Work task
Each line of the data below either holds "database" or does not. Report how many do, and only that.

[Saved entries]
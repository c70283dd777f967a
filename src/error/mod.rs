//! Error types for the knowledge store.

/// Convenience alias used throughout the crate.
pub type Result<T> = std::result::Result<T, KnowledgeError>;

/// Errors surfaced by knowledge-store operations.
///
/// Lookups of absent ids are NOT errors — `read` returns `Option`.
/// `NotFound` is reserved for mutations that name a missing entry.
#[derive(Debug, thiserror::Error)]
pub enum KnowledgeError {
    /// `create` was called with an id that already exists.
    #[error("entry already exists: {id}")]
    DuplicateKey { id: String },

    /// An update or targeted mutation named an absent entry.
    #[error("entry not found: {id}")]
    NotFound { id: String },

    /// A payload failed domain validation (shape mismatch, confidence
    /// out of range, empty required field).
    #[error("validation failed: {0}")]
    Validation(String),

    /// The underlying engine is unreachable, closed, or corrupt.
    /// Transient busy states are retried once before landing here.
    #[error("knowledge store unavailable: {0}")]
    StoreUnavailable(String),
}

impl KnowledgeError {
    /// Whether this error is a transient engine contention state that
    /// is eligible for a single internal retry.
    pub(crate) fn is_transient(&self) -> bool {
        match self {
            KnowledgeError::StoreUnavailable(msg) => {
                msg.contains("database is locked") || msg.contains("database table is locked")
            }
            _ => false,
        }
    }
}

impl From<rusqlite::Error> for KnowledgeError {
    fn from(err: rusqlite::Error) -> Self {
        KnowledgeError::StoreUnavailable(err.to_string())
    }
}

impl From<serde_json::Error> for KnowledgeError {
    fn from(err: serde_json::Error) -> Self {
        KnowledgeError::StoreUnavailable(format!("payload codec: {err}"))
    }
}

#[cfg(test)]
mod tests {
    use super::*;

    #[test]
    fn test_busy_errors_are_transient() {
        let busy = KnowledgeError::StoreUnavailable("database is locked".into());
        assert!(busy.is_transient());

        let gone = KnowledgeError::StoreUnavailable("unable to open database file".into());
        assert!(!gone.is_transient());

        let dup = KnowledgeError::DuplicateKey { id: "unit_swordsman".into() };
        assert!(!dup.is_transient());
    }
}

Your response
3